As a medical herbalist, the thought of taking essential oils internally scares me somewhat! I must admit I have not spent a lot of time studying essential oils, but from what I have learnt Essential oils are a complex compound, they are 100% more potent than a herbal tincture, and for me the very nature of how they work within your body requires the skill of a fully qualified aromatherapist (NZROHA) that fully understands the interactions and constituents of Essential oils.
What has me so concerned is the clearance times of these volatile oils from within the body, the way our body metabolises them, and stores them and the irritation they can cause to your mucus membrane and organs, for me leaves me thinking I would not take them internally unless the practitioner providing them fully outlines the risks associated with them.
Why do I feel this way? Essential oils are not as harmless as you think, you can’t just throw a few drops in some water or capsule and take daily and think all will be fine. They are a complex chemical compound that have a different composition to herbs that are extracted from the same plant. The most common phytochemical in essential oil is terpenes, sequiterpenses, alcohols, phenols, ethers, oxides lactones and coumarins. These are volatile oils, and your practitioner needs to understand the chemical composition of the oils, in order to understand how they work and are metabolised by your body.
Essential oils are absorbed, metabolised and excreted in a similar way to fat-soluble medicines, they have a short life span in the blood and are distributed to muscle and adipose tissues, they can bind with proteins and can take 72 to 120 hours to be metabolised. Most herbs and pharmaceutical drugs have a clearance time of 4-6 hours.
The biggest safety concern is the effects essential oils can have on organs such as liver, renal, cardiac disease, especially when it comes to elimination of the essential oil (your body clearing it out of your system). Essential oils that contain aldehyde, phenols, furocoumarins, can cause irritation to the eyes, mucous membrane and skin, high doses and prolonged use of essential oils should be avoided.
If you are having a bath it only takes 4-7drops of essential oil within the bath to be absorbed through your skin to have a therapeutic effect. That’s in a bath, so imagine how much one drop is having if taken internally. An example of the potency is one drop of peppermint essential oil is equivalent to 26-28 cups of peppermint tea. This is why it is so important to understand the safety associated with the use.
If you are pregnant or have a pre-existing health condition be sure to advise your aromatherapist, if they are qualified and reputable, they will advise you of the risks and would avoid having you take the essential oil internally, as the risk of a serious adverse event is high, especially when ingesting. Using the same essential oil over a long period of time can lead to cumulative effect and cause sensitivity, such as irritation, eczema, allergies & inflammation.
When purchasing essential oils it is really important to check the label, make sure the oil is from a reputable source the label should contain the following:
Botanical name, species, chemotype of the plant from which the oil was extracted, or if it’s a blend for all of the oils in the blend. Part /s of the plant in which the essential oil was extracted, Country where the plants were grown, what the extraction method was as well as batch number, expiry date, storage precautions, and specific warnings.
If you are purchasing from an aromatherapist, check what professional association they belong to. In New Zealand it is NZROHA ( NZ Registrar of holistic aromatherapist) This ensures they meet the ethical professional standards for the practice of Aromatherapy, and the professional code of conduct.
Please be careful with ingesting essential oils and make sure you have been fully informed of the benefits and risks associated with using essential oils internally.

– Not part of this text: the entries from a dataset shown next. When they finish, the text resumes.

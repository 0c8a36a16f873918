//! Report Counter
//!
//! Đếm user reports gần đây trong một bounding box quanh coordinate.
//! Best-effort signal: storage failure = 0 reports + warning.

use std::sync::Arc;

use chrono::{Duration, Utc};

use super::store::ReportStore;
use super::types::ReportQuery;
use crate::logic::location::{BoundingBox, Coordinate};

/// Default look-back window
pub const DEFAULT_WINDOW_HOURS: i64 = 24;

/// Default search radius
pub const DEFAULT_RADIUS_KM: f64 = 1.0;

pub struct ReportCounter {
    store: Arc<dyn ReportStore>,
    window: Duration,
    radius_km: f64,
}

impl ReportCounter {
    pub fn new(store: Arc<dyn ReportStore>, window: Duration, radius_km: f64) -> Self {
        Self { store, window, radius_km }
    }

    pub fn window(&self) -> Duration {
        self.window
    }

    pub fn radius_km(&self) -> f64 {
        self.radius_km
    }

    /// Reports within the configured window and radius
    pub async fn count_recent_nearby(&self, coordinate: Coordinate) -> u32 {
        self.count_within(coordinate, self.window, self.radius_km).await
    }

    /// A window reaching past the earliest representable time counts all history
    pub async fn count_within(&self, coordinate: Coordinate, window: Duration, radius_km: f64) -> u32 {
        let since = Utc::now().checked_sub_signed(window);
        if since.is_none() {
            tracing::warn!("Report window {} overflows the clock, counting all reports", window);
        }

        let query = ReportQuery {
            area: Some(BoundingBox::around(coordinate, radius_km)),
            since,
            ..Default::default()
        };

        match self.store.count(&query).await {
            Ok(count) => u32::try_from(count).unwrap_or(u32::MAX),
            Err(e) => {
                tracing::warn!("Error counting reports near {}: {}", coordinate, e);
                0
            }
        }
    }
}
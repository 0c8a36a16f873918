//! Features Module - Feature Assembly Engine
//!
//! Tách logic build feature vector khỏi inference.
//! Layout lấy từ classifier, không hardcode ở assembler.

pub mod layout;
pub mod vector;
pub mod assembler;


// Re-export common types
pub use layout::{FeatureLayout, LayoutMismatchError};
pub use vector::FeatureVector;
pub use assembler::{
    AssembledFeatures, FeatureAssembler, RegionProfile, WeatherDefaults, DEFAULT_WEATHER_TIMEOUT,
};
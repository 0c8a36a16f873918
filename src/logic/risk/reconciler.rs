//! Risk Reconciler
//!
//! CHỈ chứa logic reconcile - không có types, không có thresholds.
//! Input: threshold verdict, model verdict, report count, manual override
//! Output: Reconciliation (final level + rule fired)

use super::rules::ReportThresholds;
use super::types::{DecisionRule, Reconciliation, RiskLevel};

// ============================================================================
// MAIN DECISION FUNCTION
// ============================================================================

/// Final risk level with default thresholds
pub fn decide(
    threshold_risk: RiskLevel,
    model_risk: RiskLevel,
    recent_report_count: u32,
    manual_override: Option<RiskLevel>,
) -> RiskLevel {
    reconcile(
        threshold_risk,
        model_risk,
        recent_report_count,
        manual_override,
        &ReportThresholds::default(),
    )
    .level
}

/// Rule-ordered reconciliation, first match wins:
///
/// 1. manual override
/// 2. reports >= high threshold → High
/// 3. reports >= medium threshold → Medium
/// 4. model High → High
/// 5. model Medium → max(threshold, Medium)
/// 6. threshold verdict unchanged
///
/// Reports dominate; the model only escalates.
pub fn reconcile(
    threshold_risk: RiskLevel,
    model_risk: RiskLevel,
    recent_report_count: u32,
    manual_override: Option<RiskLevel>,
    thresholds: &ReportThresholds,
) -> Reconciliation {
    if let Some(level) = manual_override {
        return Reconciliation { level, rule: DecisionRule::ManualOverride };
    }

    if recent_report_count >= thresholds.high {
        return Reconciliation { level: RiskLevel::High, rule: DecisionRule::ReportsHigh };
    }
    if recent_report_count >= thresholds.medium {
        return Reconciliation { level: RiskLevel::Medium, rule: DecisionRule::ReportsMedium };
    }

    // Unknown model output falls through to the threshold verdict
    match model_risk {
        RiskLevel::High => Reconciliation { level: RiskLevel::High, rule: DecisionRule::ModelHigh },
        RiskLevel::Medium => Reconciliation {
            level: threshold_risk.escalate(RiskLevel::Medium),
            rule: DecisionRule::ModelMedium,
        },
        RiskLevel::Low | RiskLevel::Unknown => Reconciliation {
            level: threshold_risk,
            rule: DecisionRule::ThresholdOnly,
        },
    }
}

// ============================================================================
// TESTS
// ============================================================================

#[cfg(test)]
mod tests {
    use super::*;

    const ALL: [RiskLevel; 4] = [
        RiskLevel::Low,
        RiskLevel::Medium,
        RiskLevel::High,
        RiskLevel::Unknown,
    ];

    #[test]
    fn test_high_report_count_dominates_model() {
        for count in [5, 6, 12, 500] {
            for model in ALL {
                for threshold in ALL {
                    assert_eq!(decide(threshold, model, count, None), RiskLevel::High);
                }
            }
        }
    }

    #[test]
    fn test_override_wins_over_everything() {
        for level in [RiskLevel::Low, RiskLevel::Medium, RiskLevel::High] {
            for count in [0, 3, 9] {
                for model in ALL {
                    assert_eq!(decide(RiskLevel::High, model, count, Some(level)), level);
                }
            }
        }
    }

    #[test]
    fn test_medium_report_count_beats_low_model() {
        let result = reconcile(
            RiskLevel::Medium,
            RiskLevel::Low,
            3,
            None,
            &ReportThresholds::default(),
        );
        assert_eq!(result.level, RiskLevel::Medium);
        assert_eq!(result.rule, DecisionRule::ReportsMedium);
    }

    #[test]
    fn test_model_medium_escalates_low_threshold() {
        assert_eq!(decide(RiskLevel::Low, RiskLevel::Medium, 0, None), RiskLevel::Medium);
    }

    #[test]
    fn test_model_low_never_downgrades_threshold() {
        assert_eq!(decide(RiskLevel::Medium, RiskLevel::Low, 0, None), RiskLevel::Medium);
        assert_eq!(decide(RiskLevel::High, RiskLevel::Low, 0, None), RiskLevel::High);
    }

    #[test]
    fn test_model_medium_keeps_higher_threshold() {
        assert_eq!(decide(RiskLevel::High, RiskLevel::Medium, 0, None), RiskLevel::High);
    }

    #[test]
    fn test_model_high_escalates() {
        let result = reconcile(
            RiskLevel::Low,
            RiskLevel::High,
            1,
            None,
            &ReportThresholds::default(),
        );
        assert_eq!(result.level, RiskLevel::High);
        assert_eq!(result.rule, DecisionRule::ModelHigh);
    }

    #[test]
    fn test_unknown_model_falls_back_to_threshold() {
        assert_eq!(decide(RiskLevel::Low, RiskLevel::Unknown, 0, None), RiskLevel::Low);
    }

    #[test]
    fn test_unknown_threshold_with_model_medium() {
        // Unknown is treated as the lowest level when escalating
        assert_eq!(decide(RiskLevel::Unknown, RiskLevel::Medium, 0, None), RiskLevel::Medium);
    }

    #[test]
    fn test_custom_thresholds() {
        let strict = ReportThresholds::new(10, 4);
        let result = reconcile(RiskLevel::Low, RiskLevel::Low, 6, None, &strict);
        assert_eq!(result.level, RiskLevel::Medium);

        let result = reconcile(RiskLevel::Low, RiskLevel::Low, 3, None, &strict);
        assert_eq!(result.level, RiskLevel::Low);
        assert_eq!(result.rule, DecisionRule::ThresholdOnly);
    }
}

For me, I use essential oil externally, a few drops in a bath, and drops added to my balm and body creams, where they are binding with a fat and applied topically for slow absorption.
Your mobile naturopath Maree
Braun, L., & Cohen, M. (2015). Herbs & natural supplements: An evidence-based guide.
Ganora, L. (2009). Herbal constituents: Foundations of phytochemistry : a holistic approach for students and practitioners of botanical medicine. Louisville, CO: Herbalchem Press.
Tisserand, R., & Young, R. (2014). Essential oil composition. Essential Oil Safety, 5-22. doi:10.1016/b978-0-443-06241-4.00002-3
Tisserand, R., Young, R., & Williamson, E. M. (2015). Essential oil safety: A guide for health care professionals. Edinburgh [etc.: Churchill Livingstone/Elsevier.